Solo
I arrived in Scotland nearly two months ago, and am now on my own for the first time. In fact, I am on my own for the first time since July when I left the home I shared with Paul to stay with my parents for a few weeks before my move. I knew that I’d be on my own again at some point, so at least it’s not so unexpected!
My current solo-ness comes because the friend I’m staying with, Rebecca, left for her holiday to Italy this morning. (That’s a photo of her heading for her first leg of the journey.) But the solo-ness won’t end when she returns in two weeks, because the day after she gets home, I will be moving into my new flat. This means that today is the beginning of solo-living for both of us!
I’ll be honest and say that I have mixed feelings about the solo-ness of it all! I mean, I am looking forward to living on my own again (not because I don’t like living with Rebecca, but rather because I like to have my own space – as does Rebecca, I’m sure!). But at the same time, I am dreading it. I am dreading living in silence. I am dreading the reminder that I am no longer a happily married woman. And I am dreading the loneliness that comes with that.
But I am looking forward to having my own space, too. I am looking forward to making a new home for myself where my new future can thrive. And I’m looking forward to re-learning how to be happy with my own company.
Of course, I am lucky because for the next two weeks of solo life, I have plans to spend time with “real life” people and I have the excitement of packing for my new flat to keep me occupied.

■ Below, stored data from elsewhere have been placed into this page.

//! The query contract a component-update engine expects from its policy
//! provider, plus the value types exchanged across it.
//!
//! Nothing in this crate performs I/O. Collaborators owned by the embedding
//! application (network context, service manager, preference store) are
//! modelled as traits so providers can be built against injected handles.

mod error;
mod thread;
mod traits;
mod types;

pub use error::ContractError;
pub use thread::{MainThread, MainThreadToken};
pub use traits::{
    ActivityDataService, Configurator, Connector, ConnectorClone, NetworkContextManager,
    PrefService, RequestContext, ServiceManager, UrlLoaderFactory,
};
pub use types::{DelaySchedule, DeploymentMode, EndpointSet, IdentityDescriptor, SecurityFlags};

And in two weeks when Rebecca is home and I am in my new flat, she’ll be just around the corner for visits! After all, I’ll need a social life and Rebecca is a blast to socialise with!
I imagine that the next two weeks will be filled with mixed emotions as I re-adjust to life on my own once again. And I imagine my posts may be a mixture of emotions because of it. So, I apologise in advance for any sadness (though I’m sure there’ll be happiness to share, too).
Oh! And if you’re looking for fun and adventure, be sure to check out Rebecca’s blog because she’s sure to be sharing her travel stories with the ethos! (Have I ever mentioned how much I admire her for taking these amazing solo holidays? No? Well, I do. A lot!)
So, here’s to solo-ness! And a reminder to me (and everyone else) that solo doesn’t have to mean lonely and sad. Solo can be happy and empowering, too!
I know he doesn’t have much conversation, but you do have Cat to keep you company for the next 2 weeks, remember!
And while, yes, I will enjoy my space when you move out, I will miss your company too. It’s been so much fun having a flat mate. And one with such a wicked sense of humour too.
But you won’t be far away – almost on my way home really. And I’m up for Friday night cocktails any time you are!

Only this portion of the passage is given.